The Pokemon GO mobile game phenomenon truly knows no bounds. What began as a humble but exciting mobile app based on a beloved creature-catching game series has now become a multimedia juggernaut, mirroring the original Pokemon craze nearly twenty years after it originally happened. The takeover is on a global scale - South Korean chains of Krispy Kreme began offering Pokemon-style donuts, just to cash-in on the craze - and it appears despite the game's many flaws that it is Pokemon GO's world now.
The worldwide obsession with Pokemon GO hasn't eluded celebrity attention, either. The mobile game that makes over $2 million USD per day has been making headlines almost weekly, and it was only a matter of time before some enterprising musicians made good on the game's popularity with a parody video. Maroon 5 released the music video for their new single, "Don't Wanna Know", a short few days ago, and while it isn't an official tie-in to the Pokemon franchise, it is very clearly a scathing satire of the craze shot from the perspective of the creatures being relentlessly hunted down.

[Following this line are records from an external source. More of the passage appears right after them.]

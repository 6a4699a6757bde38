//! Primer records and the two-section primer list loader.

use std::io::BufRead;

use crate::alphabet::{expand_degenerate, reverse_complement};
use crate::error::Error;

/// A single primer: its raw (uppercase) sequence, an opaque label, and the
/// eagerly-computed concrete expansions of both the sequence and its
/// reverse complement.
#[derive(Debug, Clone)]
pub struct Primer {
    pub label: Vec<u8>,
    pub sequence: Vec<u8>,
    pub expansions: Vec<Vec<u8>>,
    pub rc_expansions: Vec<Vec<u8>>,
}

impl Primer {
    /// `sequence` is uppercased before expansion; `label` is carried
    /// through byte-for-byte (it may be lowercase — see
    /// `PrimerList::read`'s no-whitespace case).
    pub fn new(sequence: &[u8], label: Vec<u8>) -> Result<Self, Error> {
        let sequence: Vec<u8> = sequence.to_ascii_uppercase();
        let rc = reverse_complement(&sequence)?;
        let expansions = expand_degenerate(&sequence)?;
        let rc_expansions = expand_degenerate(&rc)?;

        Ok(Self {
            label,
            sequence,
            expansions,
            rc_expansions,
        })
    }

    pub fn len(&self) -> usize {
        self.sequence.len()
    }

    pub fn is_empty(&self) -> bool {
        self.sequence.is_empty()
    }
}

/// Forward and reverse primer batches loaded from a primer list file.
#[derive(Debug, Clone, Default)]
pub struct PrimerList {
    pub forward: Vec<Primer>,
    pub reverse: Vec<Primer>,
}

impl PrimerList {
    /// Reads the two-section list format from spec.md §4.B / §6: a block
    /// of forward primer lines, one blank line, a block of reverse primer
    /// lines. A second blank line would start an undefined third section
    /// in the original Go source (spec.md §9 quirk #3); here it is
    /// rejected as `InvalidFormat` instead of silently toggling back to
    /// "forward".
    pub fn read<R: BufRead>(reader: R) -> Result<Self, Error> {
        let mut list = PrimerList::default();
        let mut section = Section::Forward;
        let mut blank_count = 0usize;

        for line in reader.lines() {
            let line = line.map_err(|e| Error::InvalidFormat(e.to_string()))?;

            if line.is_empty() {
                blank_count += 1;
                if blank_count == 1 {
                    section = section.toggle();
                }
                continue;
            }

            if blank_count >= 2 {
                return Err(Error::InvalidFormat(
                    "no primer data may follow a second blank line in the primer list"
                        .to_string(),
                ));
            }

            let (sequence, label) = split_primer_line(&line);
            let primer = Primer::new(sequence.as_bytes(), label)?;
            log::debug!(
                "add {:?} primer {}",
                section,
                String::from_utf8_lossy(&primer.label)
            );
            match section {
                Section::Forward => list.forward.push(primer),
                Section::Reverse => list.reverse.push(primer),
            }
        }

        if list.forward.is_empty() || list.reverse.is_empty() {
            return Err(Error::InvalidFormat(
                "at least one forward and one reverse primer sequence is required".to_string(),
            ));
        }

        Ok(list)
    }
}

#[derive(Debug, Clone, Copy, PartialEq, Eq)]
enum Section {
    Forward,
    Reverse,
}

impl Section {
    fn toggle(self) -> Self {
        match self {
            Section::Forward => Section::Reverse,
            Section::Reverse => Section::Forward,
        }
    }
}

/// Splits a primer line at the first whitespace byte. The left token is
/// uppercased to become `sequence`; the right token, trimmed, becomes
/// `label`. A line with no whitespace uses the *original*, un-uppercased
/// bytes as the label (spec.md §9 quirk #2).
fn split_primer_line(line: &str) -> (String, Vec<u8>) {
    match line.find(|c: char| c.is_whitespace()) {
        Some(idx) => {
            let sequence = line[..idx].to_ascii_uppercase();
            let label = line[idx..].trim().as_bytes().to_vec();
            (sequence, label)
        }
        None => (line.to_ascii_uppercase(), line.as_bytes().to_vec()),
    }
}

The video, seen above, follows the band as they are dressed up in not-quite-Pokemon costumes, balancing a life of stardom with the fact that some people are pursuing them constantly in an effort to capture them and add the band to their collection. It's a very strange video that also happens to feature a number of guest celebrity appearances - Shaq, who is inexplicably part-owner of an esports team, appears alongside other celebrities like Vince Vaughan as Maroon 5 lead singer Adam Levine tries to make sense of the world he finds himself in.

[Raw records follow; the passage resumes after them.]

//! Relation identifiers and how they are rendered.

use std::fmt;

/// Prefix marking a relation that only lives as a CTE.
pub const EPHEMERAL_PREFIX: &str = "DBT_CTE__";

const QUOTE_CHARACTER: char = '"';

/// One boolean per identifier segment.
#[derive(Debug, Clone, Copy, PartialEq, Eq, Hash)]
pub struct Policy {
    pub database: bool,
    pub schema: bool,
    pub identifier: bool,
}

impl Policy {
    pub const fn new(database: bool, schema: bool, identifier: bool) -> Self {
        Self {
            database,
            schema,
            identifier,
        }
    }

    /// Nothing is quoted by default; unquoted names fold to upper case.
    pub const fn default_quote() -> Self {
        Self::new(false, false, false)
    }

    /// The catalog is never part of a rendered name by default.
    pub const fn default_include() -> Self {
        Self::new(false, true, true)
    }

    fn get(&self, segment: Segment) -> bool {
        match segment {
            Segment::Database => self.database,
            Segment::Schema => self.schema,
            Segment::Identifier => self.identifier,
        }
    }
}

#[derive(Debug, Clone, Copy)]
enum Segment {
    Database,
    Schema,
    Identifier,
}

/// A possibly-qualified relation name with its quote and include policies.
#[derive(Debug, Clone, PartialEq, Eq, Hash)]
pub struct Db2iRelation {
    database: Option<String>,
    schema: Option<String>,
    identifier: Option<String>,
    quote_policy: Policy,
    include_policy: Policy,
}

impl Db2iRelation {
    pub fn create(
        database: Option<&str>,
        schema: Option<&str>,
        identifier: Option<&str>,
    ) -> Self {
        Self {
            database: database.map(str::to_string),
            schema: schema.map(str::to_string),
            identifier: identifier.map(str::to_string),
            quote_policy: Policy::default_quote(),
            include_policy: Policy::default_include(),
        }
    }

    /// A relation referenced by its CTE name alone.
    pub fn ephemeral(name: &str) -> Self {
        Self::create(None, None, Some(&Self::add_ephemeral_prefix(name)))
    }

    pub fn add_ephemeral_prefix(name: &str) -> String {
        format!("{}{}", EPHEMERAL_PREFIX, name)
    }

    pub fn is_ephemeral(&self) -> bool {
        self.identifier
            .as_deref()
            .is_some_and(|identifier| identifier.starts_with(EPHEMERAL_PREFIX))
    }

    pub fn with_quote_policy(mut self, policy: Policy) -> Self {
        self.quote_policy = policy;
        self
    }

    pub fn with_include_policy(mut self, policy: Policy) -> Self {
        self.include_policy = policy;
        self
    }

    pub fn database(&self) -> Option<&str> {
        self.database.as_deref()
    }

    pub fn schema(&self) -> Option<&str> {
        self.schema.as_deref()
    }

    pub fn identifier(&self) -> Option<&str> {
        self.identifier.as_deref()
    }

    pub fn quote_policy(&self) -> Policy {
        self.quote_policy
    }

    pub fn include_policy(&self) -> Policy {
        self.include_policy
    }

    fn segment(&self, segment: Segment) -> Option<&str> {
        match segment {
            Segment::Database => self.database.as_deref(),
            Segment::Schema => self.schema.as_deref(),
            Segment::Identifier => self.identifier.as_deref(),
        }
    }

    /// The dotted name with excluded and missing segments left out.
    pub fn render(&self) -> String {
        [Segment::Database, Segment::Schema, Segment::Identifier]
            .into_iter()
            .filter(|&segment| self.include_policy.get(segment))
            .filter_map(|segment| {
                let value = self.segment(segment)?;
                Some(if self.quote_policy.get(segment) {
                    quote_identifier(value)
                } else {
                    value.to_string()
                })
            })
            .collect::<Vec<_>>()
            .join(".")
    }
}

/// Wrap `identifier` in double quotes, doubling any embedded quote.
pub fn quote_identifier(identifier: &str) -> String {
    let escaped = identifier.replace(QUOTE_CHARACTER, "\"\"");
    format!("{q}{}{q}", escaped, q = QUOTE_CHARACTER)
}

impl fmt::Display for Db2iRelation {
    fn fmt(&self, f: &mut fmt::Formatter<'_>) -> fmt::Result {
        f.write_str(&self.render())
    }
}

The music video does a fine job capturing the bizarre lengths some Pokemon GO gamers are willing to travel in order to capture a rare Pokemon, including an amusing scene that finds Levine waiting at a stop sign in his car as he observes hordes of people on either side of the street converging on one of his fellow creatures. While critics were initially skeptical of the game's ability to make people exercise, a recent study found that Pokemon GO users have collectively taken 100 billion steps, which is certainly enough to work off one of those Pokemon-themed Krispy Kreme donuts.

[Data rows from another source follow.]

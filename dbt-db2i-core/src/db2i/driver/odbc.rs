//! [`Driver`] implementation over `odbc-api`.

use super::{Driver, NativeCancel, NativeColumn, NativeConnection, NativeCursor, decode_text_cell};
use crate::db2i::error::NativeError;
use crate::db2i::type_info::Db2iTypeInfo;
use crate::db2i::value::Db2iBinding;
use crate::db2i::Db2iConnectOptions;
use odbc_api::handles::{AsStatementRef, Statement, StatementConnection};
use odbc_api::parameter::VarCharBox;
use odbc_api::sys::{self, HStmt, SqlReturn};
use odbc_api::{
    ConnectionOptions, ConnectionTransitions, Cursor, CursorImpl, Environment,
    ParameterCollectionRef, ResultSetMetadata, SharedConnection,
};
use std::panic::{self, AssertUnwindSafe};
use std::sync::{Arc, Mutex, OnceLock, PoisonError};

// Process-wide ODBC environment
static ODBC_ENV: OnceLock<Environment> = OnceLock::new();

fn environment() -> Result<&'static Environment, NativeError> {
    if let Some(env) = ODBC_ENV.get() {
        return Ok(env);
    }
    let env = Environment::new()?;
    Ok(ODBC_ENV.get_or_init(|| env))
}

/// A cursor that owns its statement, which in turn shares the connection.
type OwnedCursor = CursorImpl<StatementConnection<SharedConnection<'static>>>;

/// Connects through the system ODBC driver manager.
#[derive(Debug, Default, Clone, Copy)]
pub struct OdbcDriver;

impl OdbcDriver {
    pub fn new() -> Self {
        Self
    }
}

impl Driver for OdbcDriver {
    fn connect(
        &self,
        connection_string: &str,
        options: &Db2iConnectOptions,
    ) -> Result<Box<dyn NativeConnection>, NativeError> {
        let env = environment()?;
        let connect_options = ConnectionOptions {
            login_timeout_sec: options
                .get_login_timeout()
                .map(|timeout| timeout.as_secs().min(u32::MAX as u64) as u32),
            ..Default::default()
        };
        let conn = env.connect_with_connection_string(connection_string, connect_options)?;
        conn.set_autocommit(true)?;
        Ok(Box::new(OdbcHandle {
            conn: Arc::new(Mutex::new(conn)),
            running: Arc::new(RunningStatement::default()),
            max_text_size: options.get_max_text_size(),
        }))
    }
}

struct OdbcHandle {
    conn: SharedConnection<'static>,
    running: Arc<RunningStatement>,
    max_text_size: Option<usize>,
}

impl OdbcHandle {
    fn run(
        &mut self,
        sql: &str,
        params: impl ParameterCollectionRef,
    ) -> Result<Box<dyn NativeCursor>, NativeError> {
        let mut statement = Arc::clone(&self.conn).into_preallocated()?;
        let registration = Registration::new(&self.running, statement.as_stmt_ref().as_sys());

        let has_cursor = statement
            .execute(sql, params)?
            .map(CursorImpl::into_stmt)
            .is_some();
        let row_count = match statement.row_count() {
            Ok(Some(count)) => count as i64,
            _ => -1,
        };

        if !has_cursor {
            return Ok(Box::new(OdbcCursor::exhausted(
                Arc::clone(&self.running),
                row_count,
            )));
        }

        // SAFETY: execute just left the statement positioned on a result set,
        // and the borrowed cursor was released without closing it
        let cursor = unsafe { CursorImpl::new(statement.into_handle()) };
        let mut cursor = OdbcCursor {
            registration: Some(registration),
            cursor: Some(cursor),
            columns: None,
            row_count,
            running: Arc::clone(&self.running),
            max_text_size: self.max_text_size,
        };
        cursor.describe_current()?;
        Ok(Box::new(cursor))
    }
}

impl NativeConnection for OdbcHandle {
    fn execute(&mut self, sql: &str) -> Result<Box<dyn NativeCursor>, NativeError> {
        self.run(sql, ())
    }

    fn execute_with(
        &mut self,
        sql: &str,
        bindings: &[Db2iBinding],
    ) -> Result<Box<dyn NativeCursor>, NativeError> {
        let params: Vec<VarCharBox> = bindings
            .iter()
            .map(|binding| match binding.to_text() {
                Some(text) => VarCharBox::from_string(text),
                None => VarCharBox::null(),
            })
            .collect();
        self.run(sql, params.as_slice())
    }

    fn cancel_token(&self) -> Arc<dyn NativeCancel> {
        self.running.clone()
    }

    fn close(self: Box<Self>) -> Result<(), NativeError> {
        // odbc-api disconnects when the last owner drops and panics if the
        // driver refuses
        let handle = *self;
        panic::catch_unwind(AssertUnwindSafe(move || drop(handle)))
            .map_err(|_| NativeError::interface("failed to disconnect the ODBC connection"))
    }
}

struct StatementPtr(HStmt);

// Only ever handed to SQLCancel, which ODBC allows from any thread
unsafe impl Send for StatementPtr {}

/// The statement handle a connection is currently executing or reading.
#[derive(Default)]
struct RunningStatement {
    handle: Mutex<Option<StatementPtr>>,
}

impl RunningStatement {
    fn set(&self, handle: Option<HStmt>) {
        *self.handle.lock().unwrap_or_else(PoisonError::into_inner) = handle.map(StatementPtr);
    }
}

impl NativeCancel for RunningStatement {
    fn cancel(&self) -> Result<(), NativeError> {
        let guard = self.handle.lock().unwrap_or_else(PoisonError::into_inner);
        let Some(StatementPtr(handle)) = guard.as_ref() else {
            return Ok(());
        };
        // SAFETY: a handle is deregistered under this lock before it is freed
        match unsafe { sys::SQLCancel(*handle) } {
            SqlReturn::SUCCESS | SqlReturn::SUCCESS_WITH_INFO => Ok(()),
            SqlReturn(code) => Err(NativeError::interface(format!(
                "SQLCancel failed with return code {}",
                code
            ))),
        }
    }
}

/// Keeps a statement handle registered for cancellation while it is alive.
/// Must be dropped before the handle is freed.
struct Registration(Arc<RunningStatement>);

impl Registration {
    fn new(running: &Arc<RunningStatement>, handle: HStmt) -> Self {
        running.set(Some(handle));
        Self(Arc::clone(running))
    }
}

impl Drop for Registration {
    fn drop(&mut self) {
        self.0.set(None);
    }
}

/// A lazily read statement result. Rows of a set are only fetched from the
/// driver by `fetch_all`; `next_set` skips whatever was not read.
struct OdbcCursor {
    // Declared before `cursor` so it is dropped first
    registration: Option<Registration>,
    cursor: Option<OwnedCursor>,
    columns: Option<Vec<NativeColumn>>,
    row_count: i64,
    running: Arc<RunningStatement>,
    max_text_size: Option<usize>,
}

impl OdbcCursor {
    fn exhausted(running: Arc<RunningStatement>, row_count: i64) -> Self {
        Self {
            registration: None,
            cursor: None,
            columns: None,
            row_count,
            running,
            max_text_size: None,
        }
    }

    /// Read the column metadata of the set the cursor is positioned on.
    fn describe_current(&mut self) -> Result<(), NativeError> {
        self.columns = None;
        let Some(cursor) = self.cursor.as_mut() else {
            return Ok(());
        };
        let num_cols = cursor.num_result_cols()?;
        if num_cols <= 0 {
            return Ok(());
        }

        let mut columns = Vec::with_capacity(num_cols as usize);
        for i in 1..=num_cols as u16 {
            let name = cursor.col_name(i)?;
            let data_type = cursor.col_data_type(i)?;
            columns.push(NativeColumn::new(name, Db2iTypeInfo::new(data_type)));
        }
        self.columns = Some(columns);
        Ok(())
    }
}

impl NativeCursor for OdbcCursor {
    fn row_count(&self) -> i64 {
        self.row_count
    }

    fn description(&self) -> Option<&[NativeColumn]> {
        self.columns.as_deref()
    }

    fn fetch_all(&mut self) -> Result<Vec<Vec<Option<String>>>, NativeError> {
        let (Some(cursor), Some(columns)) = (self.cursor.as_mut(), self.columns.as_ref()) else {
            return Ok(Vec::new());
        };

        let num_cols = columns.len() as u16;
        let mut rows = Vec::new();
        let mut buf = Vec::new();
        while let Some(mut row) = cursor.next_row()? {
            let mut values = Vec::with_capacity(num_cols as usize);
            for i in 1..=num_cols {
                buf.clear();
                let value = if row.get_text(i, &mut buf)? {
                    Some(decode_text_cell(&buf, self.max_text_size)?)
                } else {
                    None
                };
                values.push(value);
            }
            rows.push(values);
        }
        Ok(rows)
    }

    fn next_set(&mut self) -> Result<bool, NativeError> {
        let Some(cursor) = self.cursor.take() else {
            return Ok(false);
        };
        self.columns = None;
        // more_results frees the statement once the sets run out
        self.registration = None;

        match cursor.more_results()? {
            Some(mut next) => {
                self.registration = Some(Registration::new(
                    &self.running,
                    next.as_stmt_ref().as_sys(),
                ));
                self.cursor = Some(next);
                self.describe_current()?;
                Ok(true)
            }
            None => Ok(false),
        }
    }
}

Like it or not, despite Niantic's stubborn refusal to improve a number of features that have been criticized for months now, Pokemon GO remains a big part of technological culture. Maroon 5's video is just another nod toward the most successful gaming app of all time, and gamers should expect more parodies until, mercifully, Pokemon GO's stranglehold on mobile gaming finally begins to loosen.
Pokemon GO is available now in select regions for iOS and Android mobile devices.